You absolutely said I deserved it, but it's nice to know that my post calling you out resonated. Glad you can at least feel some type of shame, even if it's only wanting to avoid being recognized by others for your true behavior. Here are more of my true thoughts on ego/balls and another example of how I treat people with challenging trips differently than you. The only personal interpretation is you inventing things that I don't think. This is why I called all of you clowns, by the way. Insisting you know about something you don't and speaking like an authority on something like this. It's seriously an awful personality trait.

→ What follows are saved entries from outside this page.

use std::iter::Peekable;

use crate::{
    ast::Expr,
    error::ParseError,
    interpreter::{lexer::Token, parser::binary::parse_additive},
};

pub type ParseResult<T> = Result<T, ParseError>;

/// Parses a full expression.
///
/// This is the entry point for expression parsing.
/// It begins at the lowest-precedence level, addition, and recursively
/// descends through the precedence hierarchy.
///
/// Grammar: `expression := additive`
///
/// # Parameters
/// - `tokens`: Token iterator providing `(Token, offset)` pairs.
///
/// # Returns
/// The parsed expression node.
pub fn parse_expression<'a, I>(tokens: &mut Peekable<I>) -> ParseResult<Expr>
    where I: Iterator<Item = &'a (Token, usize)> + Clone
{
    parse_additive(tokens)
}

/// Parses one input line as a single complete expression.
///
/// The entire token sequence must be consumed: an expression followed by
/// anything other than end of input is rejected, so `1 + 2 3` fails rather
/// than silently evaluating `1 + 2`. An empty token sequence is an
/// unexpected end of input.
///
/// # Parameters
/// - `tokens`: Token iterator providing `(Token, offset)` pairs.
///
/// # Returns
/// The root of the expression tree for the line.
///
/// # Errors
/// - `UnexpectedTrailingTokens` if tokens remain after a complete expression.
/// - Propagates any errors from expression parsing.
///
/// # Example
/// ```
/// use mathex::interpreter::{lexer::tokenize, parser::core::parse_line};
///
/// let tokens = tokenize("(1 + 2) * 3").unwrap();
/// assert!(parse_line(&mut tokens.iter().peekable()).is_ok());
///
/// let tokens = tokenize("1 + 2 3").unwrap();
/// assert!(parse_line(&mut tokens.iter().peekable()).is_err());
/// ```
pub fn parse_line<'a, I>(tokens: &mut Peekable<I>) -> ParseResult<Expr>
    where I: Iterator<Item = &'a (Token, usize)> + Clone
{
    let expr = parse_expression(tokens)?;

    match tokens.peek() {
        Some((token, offset)) => {
            Err(ParseError::UnexpectedTrailingTokens { token:  format!("{token:?}"),
                                                       offset: *offset, })
        },
        None => Ok(expr),
    }
}
use std::iter::Peekable;

use crate::{
    ast::{BinaryOperator, Expr},
    interpreter::{
        lexer::Token,
        parser::{
            core::ParseResult,
            unary::{parse_call, parse_unary},
        },
    },
};

/// Parses addition and subtraction expressions.
///
/// Handles left-associative binary operators: `+` and `-`.
///
/// The rule is: `additive := multiplicative (("+" | "-") multiplicative)*`
///
/// # Parameters
/// - `tokens`: Token stream with offset information.
///
/// # Returns
/// An `Expr::BinaryOp` tree representing the parsed expression.
pub fn parse_additive<'a, I>(tokens: &mut Peekable<I>) -> ParseResult<Expr>
    where I: Iterator<Item = &'a (Token, usize)> + Clone
{
    let mut left = parse_multiplicative(tokens)?;
    loop {
        if let Some((token, offset)) = tokens.peek()
           && let Some(op) = token_to_binary_operator(token)
           && matches!(op, BinaryOperator::Add | BinaryOperator::Sub)
        {
            tokens.next();
            let right = parse_multiplicative(tokens)?;
            left = Expr::BinaryOp { left: Box::new(left),
                                    op,
                                    right: Box::new(right),
                                    offset: *offset };
            continue;
        }
        break;
    }
    Ok(left)
}

/// Parses multiplication-level expressions.
///
/// Handles left-associative operators: `*`, `/` and `%`.
///
/// The rule is: `multiplicative := unary (("*" | "/" | "%") unary)*`
///
/// # Parameters
/// - `tokens`: Token stream with offset information.
///
/// # Returns
/// A binary expression tree combining unary-level nodes.
pub fn parse_multiplicative<'a, I>(tokens: &mut Peekable<I>) -> ParseResult<Expr>
    where I: Iterator<Item = &'a (Token, usize)> + Clone
{
    let mut left = parse_unary(tokens)?;
    loop {
        if let Some((token, offset)) = tokens.peek()
           && let Some(op) = token_to_binary_operator(token)
           && matches!(op,
                       BinaryOperator::Mul | BinaryOperator::Div | BinaryOperator::Rem)
        {
            tokens.next();
            let right = parse_unary(tokens)?;
            left = Expr::BinaryOp { left: Box::new(left),
                                    op,
                                    right: Box::new(right),
                                    offset: *offset };
            continue;
        }
        break;
    }
    Ok(left)
}

/// Parses exponentiation expressions.
///
/// The right operand re-enters the grammar at the unary level, which makes
/// `^` right-associative (`2 ^ 3 ^ 2` parses as `2 ^ (3 ^ 2)`) and lets a
/// negation on the right bind as expected (`2 ^ -1`). A unary minus on the
/// left binds looser instead: `-3 ^ 2` is `-(3 ^ 2)`.
///
/// The rule is: `power := call ("^" unary)?`
///
/// # Parameters
/// - `tokens`: Token stream.
///
/// # Returns
/// An exponentiation expression tree.
pub fn parse_power<'a, I>(tokens: &mut Peekable<I>) -> ParseResult<Expr>
    where I: Iterator<Item = &'a (Token, usize)> + Clone
{
    let left = parse_call(tokens)?;

    if let Some((Token::Caret, offset)) = tokens.peek() {
        let offset = *offset;
        tokens.next();

        let right = parse_unary(tokens)?;

        return Ok(Expr::BinaryOp { left: Box::new(left),
                                   op: BinaryOperator::Pow,
                                   right: Box::new(right),
                                   offset });
    }

    Ok(left)
}

/// Maps a token to its corresponding binary operator.
///
/// Returns `Some(BinaryOperator)` when the token represents a binary operator
/// (`+`, `-`, `*`, `/`, `%`, `^`) and `None` for all other tokens.
///
/// # Parameters
/// - `token`: Token to convert.
///
/// # Returns
/// `Some(BinaryOperator)` if the token corresponds to a binary operator,
/// otherwise `None`.
///
/// # Example
/// ```
/// use mathex::{
///     ast::BinaryOperator,
///     interpreter::{lexer::Token, parser::binary::token_to_binary_operator},
/// };
///
/// assert_eq!(token_to_binary_operator(&Token::Plus),
///            Some(BinaryOperator::Add));
/// assert_eq!(token_to_binary_operator(&Token::Comma), None);
/// ```
#[must_use]
pub const fn token_to_binary_operator(token: &Token) -> Option<BinaryOperator> {
    match token {
        Token::Plus => Some(BinaryOperator::Add),
        Token::Minus => Some(BinaryOperator::Sub),
        Token::Star => Some(BinaryOperator::Mul),
        Token::Slash => Some(BinaryOperator::Div),
        Token::Percent => Some(BinaryOperator::Rem),
        Token::Caret => Some(BinaryOperator::Pow),
        _ => None,
    }
}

If it's so noticeable on you that multiple people rate you negatively for it on a message board, you might want to consider changing something. Just the idea of trying to tell someone they're doing DMT wrong and "missed the point" of it. There is no universal point, you bumbling fool. These are the comments where I just immediately realize I am talking to people with very little value to offer our conversation. "I know I'm not a psychiatrist, but..." are things I'd never say unironically. Actual psychiatrists know not to do that, dude. It's legitimately against their code of ethics. Go think deeper, young Padawan. You legit sound like a teenager on reddit who smokes dirt weed and raves about the trichomes or some shit.

Sorry, buddy. I've got to block you now. The whole "take liberties with a story, twist it, and argue something different" makes me insult y'all for how pathetic it is. And mods don't want to clean up this dump site so I'll abide by their rules.